Al escuchar esas palabras, Li Qianfan estalló en una furia como el trueno. Sin necesidad de circular la habilidad misteriosa del dragón y del fénix, el qi verdadero en su dantian hervía como agua caliente, extendiéndose rápidamente por sus extremidades y huesos. La furia le subió a la cabeza; estaba decidido a hacer que ese maldito Yao Qiang pagara un precio alto.

—Atrévete a humillar a mi cuñada delante de mí.

—¡Maldito!

No importaba que hubiera una docena de guardias de seguridad presentes, aunque vinieran cien más, él haría que pagara.

—¿Qué, no quieres acostarte conmigo?
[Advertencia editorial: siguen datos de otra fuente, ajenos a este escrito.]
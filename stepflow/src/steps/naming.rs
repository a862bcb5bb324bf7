//! The name-based produces convention.
//!
//! A step named `SetGreeting` writes its result under `Greeting`, replacing
//! any existing value. A step named `EnsureName` writes under `Name` only if
//! nothing is stored there yet. Prefixes match regardless of case, so
//! camelCase (`getMessage`) and snake_case (`get_message`) names follow the
//! same rules.

use crate::store::WriteMode;
use serde::{Deserialize, Serialize};

/// Prefixes whose steps overwrite the inferred key.
pub const WRITE_PREFIXES: [&str; 3] = ["Set", "Update", "Overwrite"];

/// Prefixes whose steps only fill the inferred key when it is absent.
pub const ENSURE_PREFIXES: [&str; 3] = ["Get", "Ensure", "Add"];

/// How a step's result is written under its inferred key.
#[derive(Debug, Clone, Copy, PartialEq, Eq, Hash, Serialize, Deserialize)]
#[serde(rename_all = "snake_case")]
pub enum ProducesMode {
    /// Write-prefixed: always overwrite.
    Write,
    /// Ensure-prefixed: keep an existing value.
    Ensure,
}

impl ProducesMode {
    /// Returns the store write mode for this convention.
    #[must_use]
    pub const fn write_mode(self) -> WriteMode {
        match self {
            Self::Write => WriteMode::Overwrite,
            Self::Ensure => WriteMode::SkipIfExists,
        }
    }
}

/// The key a step is presumed to produce.
#[derive(Debug, Clone, PartialEq, Eq, Hash, Serialize, Deserialize)]
pub struct Produces {
    /// The inferred store key.
    pub key: String,
    /// How the result is written.
    pub mode: ProducesMode,
}

impl Produces {
    /// Returns true if this key matches `name`, ignoring case.
    #[must_use]
    pub fn matches(&self, name: &str) -> bool {
        self.key.eq_ignore_ascii_case(name)
    }
}

/// Infers the produces key from a step name.
///
/// Returns `None` when the name carries no recognised prefix or the prefix
/// is not followed by a word boundary (`Settings` produces nothing).
#[must_use]
pub fn infer_produces(name: &str) -> Option<Produces> {
    let candidates = WRITE_PREFIXES
        .iter()
        .map(|prefix| (*prefix, ProducesMode::Write))
        .chain(
            ENSURE_PREFIXES
                .iter()
                .map(|prefix| (*prefix, ProducesMode::Ensure)),
        );

    for (prefix, mode) in candidates {
        if let Some(key) = strip_prefix(name, prefix) {
            return Some(Produces {
                key: key.to_string(),
                mode,
            });
        }
    }
    None
}

fn strip_prefix<'a>(name: &'a str, prefix: &str) -> Option<&'a str> {
    let head = name.get(..prefix.len())?;
    if !head.eq_ignore_ascii_case(prefix) {
        return None;
    }
    let rest = &name[prefix.len()..];
    if let Some(key) = rest.strip_prefix('_') {
        return (!key.is_empty()).then_some(key);
    }
    rest.chars()
        .next()
        .is_some_and(char::is_uppercase)
        .then_some(rest)
}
Está bien, entonces mataré a este asqueroso ciego primero —al ver que Meng Lin permanecía en silencio, Yao Qiang inmediatamente agitó la mano—. ¡Mátenlo!
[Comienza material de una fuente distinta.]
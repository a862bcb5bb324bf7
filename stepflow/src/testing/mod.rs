//! Testing utilities for stepflow pipelines.
//!
//! This module provides:
//! - Mock and recording step handlers
//! - Store fixtures
//! - Assertions over run results

mod assertions;
mod fixtures;
mod mocks;

pub use assertions::{
    assert_absent, assert_error_count, assert_message_contains, assert_not_terminated,
    assert_plan, assert_terminated, assert_value_eq,
};
pub use fixtures::{CallCounter, TestStore};
pub use mocks::{
    recording_step, responding_step, FailingHandler, MockHandler, PanickingHandler, RecordingLog,
};
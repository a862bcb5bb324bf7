//! Spans and timing for pipeline runs.

use serde::{Deserialize, Serialize};
use std::fmt;
use std::time::Instant;
use tracing::Span;
use uuid::Uuid;

/// How a step invocation ended.
#[derive(Debug, Clone, Copy, PartialEq, Eq, Hash, Serialize, Deserialize)]
#[serde(rename_all = "lowercase")]
pub enum StepStatus {
    /// The step ran and its outcome was applied.
    Completed,
    /// A required input could not be resolved.
    Skipped,
    /// The step failed and the run was terminated.
    Failed,
}

impl StepStatus {
    /// Returns the lowercase status name.
    #[must_use]
    pub const fn as_str(self) -> &'static str {
        match self {
            Self::Completed => "completed",
            Self::Skipped => "skipped",
            Self::Failed => "failed",
        }
    }
}

impl fmt::Display for StepStatus {
    fn fmt(&self, f: &mut fmt::Formatter<'_>) -> fmt::Result {
        f.write_str(self.as_str())
    }
}

/// Creates the span covering one pipeline run.
#[must_use]
pub fn run_span(pipeline: &str, run_id: Uuid, steps: usize) -> Span {
    tracing::info_span!("pipeline_run", pipeline = %pipeline, run_id = %run_id, steps)
}

/// Creates the span covering one step invocation.
#[must_use]
pub fn step_span(step: &str, position: usize) -> Span {
    tracing::debug_span!("step", step = %step, position)
}

/// Simple span timing helper.
#[derive(Debug)]
pub struct SpanTimer {
    start: Instant,
    name: String,
}

impl SpanTimer {
    /// Starts a new span timer.
    #[must_use]
    pub fn start(name: impl Into<String>) -> Self {
        Self {
            start: Instant::now(),
            name: name.into(),
        }
    }

    /// Returns the elapsed time in milliseconds.
    #[must_use]
    pub fn elapsed_ms(&self) -> f64 {
        self.start.elapsed().as_secs_f64() * 1000.0
    }

    /// Returns the span name.
    #[must_use]
    pub fn name(&self) -> &str {
        &self.name
    }

    /// Logs the outcome of the timed step and returns the duration.
    pub fn finish(self, status: StepStatus) -> f64 {
        let duration_ms = self.elapsed_ms();
        tracing::debug!(step = %self.name, %status, duration_ms, "step finished");
        duration_ms
    }
}
//! The shared context store ("bag") passed through a run.
//!
//! This module provides:
//! - The case-insensitive [`Store`] with its message log and terminate flag
//! - Type-erased [`Value`]s, records and disposable resources
//! - Lazily evaluated [`Computed`] entries

mod bag;
mod computed;
mod message;
mod value;

pub use bag::{Store, WriteMode, DIAGNOSTICS_KEY, STRICT_MISSING_KEY};
pub use computed::Computed;
pub use message::{Message, Severity, SeverityFilter};
pub use value::{Disposable, Fields, Record, TypeInfo, Value};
—¡Te mataré primero! —Li Qianfan miró hacia abajo y vio un guijarro en sus pies. Con un movimiento de su dedo del pie, el guijarro voló al aire, luego su pie derecho se lanzó, y la potente fuerza convirtió el guijarro en una estrella fugaz que rápidamente se dirigió hacia Yao Qiang—. ¡Bang~~!

El guijarro, impregnado de energía espiritual, era como una roca de cien libras, enviando a Yao Qiang a volar en un instante. En el momento en que golpeó el suelo, Yao Qiang escupió un bocado de sangre fresca con un sonido de “wa” y miró a Li Qianfan con ojos llenos de asombro indiscutible.
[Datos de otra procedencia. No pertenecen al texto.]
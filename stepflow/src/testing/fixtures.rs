//! Test fixtures for pipeline testing.

use std::sync::atomic::{AtomicUsize, Ordering};
use std::sync::Arc;

use crate::store::{Store, Value, WriteMode};

/// A store builder for seeding runs.
#[derive(Debug, Default)]
pub struct TestStore {
    entries: Vec<(String, Value)>,
    diagnostics: bool,
    strict_missing_key: bool,
}

impl TestStore {
    /// Creates an empty test store builder.
    #[must_use]
    pub fn new() -> Self {
        Self::default()
    }

    /// Seeds a value.
    #[must_use]
    pub fn with(mut self, key: impl Into<String>, value: impl Into<Value>) -> Self {
        self.entries.push((key.into(), value.into()));
        self
    }

    /// Enables diagnostics.
    #[must_use]
    pub const fn with_diagnostics(mut self) -> Self {
        self.diagnostics = true;
        self
    }

    /// Enables strict missing-key reads.
    #[must_use]
    pub const fn with_strict_missing_key(mut self) -> Self {
        self.strict_missing_key = true;
        self
    }

    /// Builds the store.
    #[must_use]
    pub fn build(self) -> Store {
        let store = Store::new();
        if self.diagnostics {
            store.set_diagnostics(true);
        }
        if self.strict_missing_key {
            store.set_strict_on_missing_key(true);
        }
        for (key, value) in self.entries {
            store.set(key, value, WriteMode::Overwrite);
        }
        store
    }
}

/// A shared counter for observing side effects.
#[derive(Debug, Clone, Default)]
pub struct CallCounter {
    count: Arc<AtomicUsize>,
}

impl CallCounter {
    /// Creates a counter at zero.
    #[must_use]
    pub fn new() -> Self {
        Self::default()
    }

    /// Increments the counter and returns the new count.
    pub fn hit(&self) -> usize {
        self.count.fetch_add(1, Ordering::SeqCst) + 1
    }

    /// Returns the current count.
    #[must_use]
    pub fn get(&self) -> usize {
        self.count.load(Ordering::SeqCst)
    }
}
Los guardias de seguridad, teñidos de shock al presenciar la escena, miraron a Li Qianfan con ojos llenos de asombro. —¿Quién es este tipo? —Con apenas un guijarro, había enviado a Yao Qiang volando; tal fuerza era aterradora.

—¡No te acerques, aléjate de mí! —al ver acercarse a Li Qianfan, Yao Qiang entró en pánico al instante, pero con sus heridas graves, no podía levantarse para correr. Solo podía retroceder apoyándose con los brazos, luciendo completamente indefenso y patético. ¿Dónde estaba la arrogancia de antes?

Pero pronto Yao Qiang recobró el sentido. Este era su territorio, y con tantos guardias de seguridad presentes, ¿cómo iba a permitir que este asqueroso ciego fuera tan insolente?

—¿Qué están haciendo parados ahí, estúpidos? —gritó Yao Qiang—. ¡Muévanse contra él ya; quieren ver cómo me golpea?

—¡Pierdanse, todos ustedes! ¡Quien me bloquee muere! —gritó Li Qianfan al grupo de personas.

—Ser tan descarado en el Mundo Celestial, creo que eres tú quien busca la muerte —el guardia de seguridad líder rugió con enojo, levantando su vara de hierro para golpear la cabeza de Li Qianfan.

Ante este golpe feroz, Li Qianfan se apartó con calma para evitarlo, lo que hizo que el guardia de seguridad dudara sorprendido. Aparentemente, no había esperado que el ciego reaccionara tan rápido. Antes de que pudiera reaccionar, sintió un dolor agudo en el estómago y de inmediato se derrumbó al suelo.

—¡Carguen, carguen, carguen, este tipo es demasiado arrogante! —gritó Yao Qiang.

—¡Mátenlo por mí! —ordenó a los guardias de seguridad.

En medio de los gritos, los guardias de seguridad atacaron al unísono, y numerosas varas de hierro descendieron sobre la cabeza de Li Qianfan. Cualquier persona común al presenciar esto se sentiría impotente, sin poder hacer nada más que observar cómo lo golpeaban.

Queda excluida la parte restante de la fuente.